Work instruction - Copy each entry as it stands, leaving nothing out.

Data to use -
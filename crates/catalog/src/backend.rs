use serde::{Deserialize, Serialize};
use serde_yaml::Value;
use std::fmt;
use std::fs;
use std::io::ErrorKind;
use std::path::{Path, PathBuf};
use thiserror::Error;
use tracing::{debug, info, warn};

pub const DEFAULT_BACKEND: &str = "FlashAttention";

/// Folder on the master disk holding backend payloads and the manifest.
pub const AUTOSHELL_DIR: &str = "98autoshell";
pub const MANIFEST_FILE: &str = "backend_list.yaml";

/// Backends with a payload on the master disk.
#[derive(Debug, Clone, Copy, PartialEq, Eq, Serialize, Deserialize)]
pub enum Backend {
    FlashAttention,
    FlashInfer,
}

impl Backend {
    pub const ALL: [Backend; 2] = [Backend::FlashAttention, Backend::FlashInfer];

    pub fn name(self) -> &'static str {
        match self {
            Backend::FlashAttention => "FlashAttention",
            Backend::FlashInfer => "FlashInfer",
        }
    }

    pub fn from_name(name: &str) -> Option<Self> {
        Self::ALL
            .into_iter()
            .find(|backend| backend.name().eq_ignore_ascii_case(name.trim()))
    }

    /// Payload folder relative to the master disk root.
    pub fn payload_dir(self) -> PathBuf {
        let leaf = match self {
            Backend::FlashAttention => "Attention",
            Backend::FlashInfer => "Infer",
        };
        Path::new(AUTOSHELL_DIR).join(leaf)
    }
}

impl fmt::Display for Backend {
    fn fmt(&self, f: &mut fmt::Formatter<'_>) -> fmt::Result {
        f.write_str(self.name())
    }
}

#[derive(Debug, Error)]
pub enum ManifestError {
    #[error("backend manifest {path} could not be read: {source}")]
    Unreadable {
        path: PathBuf,
        #[source]
        source: std::io::Error,
    },

    #[error("backend manifest {path} is not valid YAML: {source}")]
    Malformed {
        path: PathBuf,
        #[source]
        source: serde_yaml::Error,
    },

    #[error("backend manifest {path} must map backend names to model patterns")]
    NotAMapping { path: PathBuf },
}

#[derive(Debug, Clone, PartialEq, Eq)]
pub enum BackendPatterns {
    List(Vec<String>),
    /// Patterns separated by commas (ASCII or full-width) or whitespace.
    Delimited(String),
}

impl BackendPatterns {
    pub fn patterns(&self) -> Vec<&str> {
        match self {
            BackendPatterns::List(items) => items
                .iter()
                .map(String::as_str)
                .filter(|item| !item.is_empty())
                .collect(),
            BackendPatterns::Delimited(value) => value
                .split(|c: char| c == ',' || c == '，' || c.is_whitespace())
                .map(str::trim)
                .filter(|item| !item.is_empty())
                .collect(),
        }
    }
}

/// Backend name to model patterns, in file order.
#[derive(Debug, Clone, Default, PartialEq, Eq)]
pub struct BackendManifest {
    entries: Vec<(String, BackendPatterns)>,
}

impl BackendManifest {
    pub fn new(entries: Vec<(String, BackendPatterns)>) -> Self {
        Self { entries }
    }

    pub fn entries(&self) -> &[(String, BackendPatterns)] {
        &self.entries
    }

    pub fn is_empty(&self) -> bool {
        self.entries.is_empty()
    }

    fn from_value(value: Value) -> Option<Self> {
        let mapping = match value {
            Value::Null => return Some(Self::default()),
            Value::Mapping(mapping) => mapping,
            _ => return None,
        };
        let mut entries = Vec::new();
        for (key, value) in mapping {
            let Some(name) = scalar_string(&key) else {
                debug!(?key, "skipping non-scalar backend name");
                continue;
            };
            let patterns = match value {
                Value::Sequence(items) => {
                    BackendPatterns::List(items.iter().filter_map(scalar_string).collect())
                }
                Value::String(value) => BackendPatterns::Delimited(value),
                other => {
                    debug!(backend = %name, value = ?other, "skipping backend without patterns");
                    continue;
                }
            };
            entries.push((name, patterns));
        }
        Some(Self { entries })
    }
}

fn scalar_string(value: &Value) -> Option<String> {
    match value {
        Value::String(value) => Some(value.clone()),
        Value::Number(value) => Some(value.to_string()),
        Value::Bool(value) => Some(value.to_string()),
        _ => None,
    }
}

/// Reads a manifest. A missing file is `Ok(None)`; an empty file is an
/// empty manifest.
pub fn load_backend_manifest(path: impl AsRef<Path>) -> Result<Option<BackendManifest>, ManifestError> {
    let path = path.as_ref();
    let data = match fs::read_to_string(path) {
        Ok(data) => data,
        Err(err) if err.kind() == ErrorKind::NotFound => return Ok(None),
        Err(source) => {
            return Err(ManifestError::Unreadable {
                path: path.to_path_buf(),
                source,
            })
        }
    };
    let value: Value = serde_yaml::from_str(&data).map_err(|source| ManifestError::Malformed {
        path: path.to_path_buf(),
        source,
    })?;
    BackendManifest::from_value(value)
        .map(Some)
        .ok_or_else(|| ManifestError::NotAMapping {
            path: path.to_path_buf(),
        })
}

fn pattern_matches(model_name: &str, pattern: &str) -> bool {
    model_name == pattern || pattern.contains(model_name) || model_name.contains(pattern)
}

/// First backend whose patterns match `model_name` in either direction.
pub fn resolve_backend<'a>(model_name: &str, manifest: &'a BackendManifest) -> Option<&'a str> {
    if model_name.is_empty() {
        return None;
    }
    manifest
        .entries()
        .iter()
        .find(|(_, patterns)| {
            patterns
                .patterns()
                .into_iter()
                .any(|pattern| pattern_matches(model_name, pattern))
        })
        .map(|(backend, _)| backend.as_str())
}

pub fn resolve_backend_or_default(model_name: &str, manifest: Option<&BackendManifest>) -> String {
    manifest
        .and_then(|manifest| resolve_backend(model_name, manifest))
        .unwrap_or(DEFAULT_BACKEND)
        .to_string()
}

#[derive(Debug, Clone, PartialEq, Eq, Serialize)]
pub struct DetectedBackend {
    pub name: String,
    /// Manifest that produced the match; `None` means the default was used.
    pub manifest: Option<PathBuf>,
}

/// Manifest locations in lookup order: the master disk first, then the
/// target card's models partition when it is mounted.
pub fn manifest_locations(master_root: &Path, card_models_mount: Option<&Path>) -> Vec<PathBuf> {
    let mut paths = vec![master_root.join(AUTOSHELL_DIR).join(MANIFEST_FILE)];
    if let Some(mount) = card_models_mount {
        paths.push(mount.join(AUTOSHELL_DIR).join(MANIFEST_FILE));
    }
    debug!(?paths, "manifest lookup order");
    paths
}

/// Tries each manifest in turn. Unreadable manifests are logged and
/// skipped; no match anywhere yields the default backend.
pub fn auto_detect_backend(model_name: &str, manifest_paths: &[PathBuf]) -> DetectedBackend {
    for path in manifest_paths {
        match load_backend_manifest(path) {
            Ok(Some(manifest)) => {
                if let Some(name) = resolve_backend(model_name, &manifest) {
                    info!(model = %model_name, backend = %name, manifest = %path.display(), "backend detected");
                    return DetectedBackend {
                        name: name.to_string(),
                        manifest: Some(path.clone()),
                    };
                }
                debug!(model = %model_name, manifest = %path.display(), "no manifest entry matches");
            }
            Ok(None) => debug!(manifest = %path.display(), "manifest not present"),
            Err(err) => warn!(error = %err, "ignoring backend manifest"),
        }
    }
    info!(model = %model_name, backend = DEFAULT_BACKEND, "no manifest match, using default backend");
    DetectedBackend {
        name: DEFAULT_BACKEND.to_string(),
        manifest: None,
    }
}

Expected answer -
filename crates/catalog/src/backend.rs
use serde::{Deserialize, Serialize};
use serde_yaml::Value;
use std::fmt;
use std::fs;
use std::io::ErrorKind;
use std::path::{Path, PathBuf};
use thiserror::Error;
use tracing::{debug, info, warn};

pub const DEFAULT_BACKEND: &str = "FlashAttention";

/// Folder on the master disk holding backend payloads and the manifest.
pub const AUTOSHELL_DIR: &str = "98autoshell";
pub const MANIFEST_FILE: &str = "backend_list.yaml";

/// Backends with a payload on the master disk.
#[derive(Debug, Clone, Copy, PartialEq, Eq, Serialize, Deserialize)]
pub enum Backend {
    FlashAttention,
    FlashInfer,
}

impl Backend {
    pub const ALL: [Backend; 2] = [Backend::FlashAttention, Backend::FlashInfer];

    pub fn name(self) -> &'static str {
        match self {
            Backend::FlashAttention => "FlashAttention",
            Backend::FlashInfer => "FlashInfer",
        }
    }

    pub fn from_name(name: &str) -> Option<Self> {
        Self::ALL
            .into_iter()
            .find(|backend| backend.name().eq_ignore_ascii_case(name.trim()))
    }

    /// Payload folder relative to the master disk root.
    pub fn payload_dir(self) -> PathBuf {
        let leaf = match self {
            Backend::FlashAttention => "Attention",
            Backend::FlashInfer => "Infer",
        };
        Path::new(AUTOSHELL_DIR).join(leaf)
    }
}

impl fmt::Display for Backend {
    fn fmt(&self, f: &mut fmt::Formatter<'_>) -> fmt::Result {
        f.write_str(self.name())
    }
}

#[derive(Debug, Error)]
pub enum ManifestError {
    #[error("backend manifest {path} could not be read: {source}")]
    Unreadable {
        path: PathBuf,
        #[source]
        source: std::io::Error,
    },

    #[error("backend manifest {path} is not valid YAML: {source}")]
    Malformed {
        path: PathBuf,
        #[source]
        source: serde_yaml::Error,
    },

    #[error("backend manifest {path} must map backend names to model patterns")]
    NotAMapping { path: PathBuf },
}

#[derive(Debug, Clone, PartialEq, Eq)]
pub enum BackendPatterns {
    List(Vec<String>),
    /// Patterns separated by commas (ASCII or full-width) or whitespace.
    Delimited(String),
}

impl BackendPatterns {
    pub fn patterns(&self) -> Vec<&str> {
        match self {
            BackendPatterns::List(items) => items
                .iter()
                .map(String::as_str)
                .filter(|item| !item.is_empty())
                .collect(),
            BackendPatterns::Delimited(value) => value
                .split(|c: char| c == ',' || c == '，' || c.is_whitespace())
                .map(str::trim)
                .filter(|item| !item.is_empty())
                .collect(),
        }
    }
}

/// Backend name to model patterns, in file order.
#[derive(Debug, Clone, Default, PartialEq, Eq)]
pub struct BackendManifest {
    entries: Vec<(String, BackendPatterns)>,
}

impl BackendManifest {
    pub fn new(entries: Vec<(String, BackendPatterns)>) -> Self {
        Self { entries }
    }

    pub fn entries(&self) -> &[(String, BackendPatterns)] {
        &self.entries
    }

    pub fn is_empty(&self) -> bool {
        self.entries.is_empty()
    }

    fn from_value(value: Value) -> Option<Self> {
        let mapping = match value {
            Value::Null => return Some(Self::default()),
            Value::Mapping(mapping) => mapping,
            _ => return None,
        };
        let mut entries = Vec::new();
        for (key, value) in mapping {
            let Some(name) = scalar_string(&key) else {
                debug!(?key, "skipping non-scalar backend name");
                continue;
            };
            let patterns = match value {
                Value::Sequence(items) => {
                    BackendPatterns::List(items.iter().filter_map(scalar_string).collect())
                }
                Value::String(value) => BackendPatterns::Delimited(value),
                other => {
                    debug!(backend = %name, value = ?other, "skipping backend without patterns");
                    continue;
                }
            };
            entries.push((name, patterns));
        }
        Some(Self { entries })
    }
}

fn scalar_string(value: &Value) -> Option<String> {
    match value {
        Value::String(value) => Some(value.clone()),
        Value::Number(value) => Some(value.to_string()),
        Value::Bool(value) => Some(value.to_string()),
        _ => None,
    }
}

/// Reads a manifest. A missing file is `Ok(None)`; an empty file is an
/// empty manifest.
pub fn load_backend_manifest(path: impl AsRef<Path>) -> Result<Option<BackendManifest>, ManifestError> {
    let path = path.as_ref();
    let data = match fs::read_to_string(path) {
        Ok(data) => data,
        Err(err) if err.kind() == ErrorKind::NotFound => return Ok(None),
        Err(source) => {
            return Err(ManifestError::Unreadable {
                path: path.to_path_buf(),
                source,
            })
        }
    };
    let value: Value = serde_yaml::from_str(&data).map_err(|source| ManifestError::Malformed {
        path: path.to_path_buf(),
        source,
    })?;
    BackendManifest::from_value(value)
        .map(Some)
        .ok_or_else(|| ManifestError::NotAMapping {
            path: path.to_path_buf(),
        })
}

fn pattern_matches(model_name: &str, pattern: &str) -> bool {
    model_name == pattern || pattern.contains(model_name) || model_name.contains(pattern)
}

/// First backend whose patterns match `model_name` in either direction.
pub fn resolve_backend<'a>(model_name: &str, manifest: &'a BackendManifest) -> Option<&'a str> {
    if model_name.is_empty() {
        return None;
    }
    manifest
        .entries()
        .iter()
        .find(|(_, patterns)| {
            patterns
                .patterns()
                .into_iter()
                .any(|pattern| pattern_matches(model_name, pattern))
        })
        .map(|(backend, _)| backend.as_str())
}

pub fn resolve_backend_or_default(model_name: &str, manifest: Option<&BackendManifest>) -> String {
    manifest
        .and_then(|manifest| resolve_backend(model_name, manifest))
        .unwrap_or(DEFAULT_BACKEND)
        .to_string()
}

#[derive(Debug, Clone, PartialEq, Eq, Serialize)]
pub struct DetectedBackend {
    pub name: String,
    /// Manifest that produced the match; `None` means the default was used.
    pub manifest: Option<PathBuf>,
}

/// Manifest locations in lookup order: the master disk first, then the
/// target card's models partition when it is mounted.
pub fn manifest_locations(master_root: &Path, card_models_mount: Option<&Path>) -> Vec<PathBuf> {
    let mut paths = vec![master_root.join(AUTOSHELL_DIR).join(MANIFEST_FILE)];
    if let Some(mount) = card_models_mount {
        paths.push(mount.join(AUTOSHELL_DIR).join(MANIFEST_FILE));
    }
    debug!(?paths, "manifest lookup order");
    paths
}

/// Tries each manifest in turn. Unreadable manifests are logged and
/// skipped; no match anywhere yields the default backend.
pub fn auto_detect_backend(model_name: &str, manifest_paths: &[PathBuf]) -> DetectedBackend {
    for path in manifest_paths {
        match load_backend_manifest(path) {
            Ok(Some(manifest)) => {
                if let Some(name) = resolve_backend(model_name, &manifest) {
                    info!(model = %model_name, backend = %name, manifest = %path.display(), "backend detected");
                    return DetectedBackend {
                        name: name.to_string(),
                        manifest: Some(path.clone()),
                    };
                }
                debug!(model = %model_name, manifest = %path.display(), "no manifest entry matches");
            }
            Ok(None) => debug!(manifest = %path.display(), "manifest not present"),
            Err(err) => warn!(error = %err, "ignoring backend manifest"),
        }
    }
    info!(model = %model_name, backend = DEFAULT_BACKEND, "no manifest match, using default backend");
    DetectedBackend {
        name: DEFAULT_BACKEND.to_string(),
        manifest: None,
    }
}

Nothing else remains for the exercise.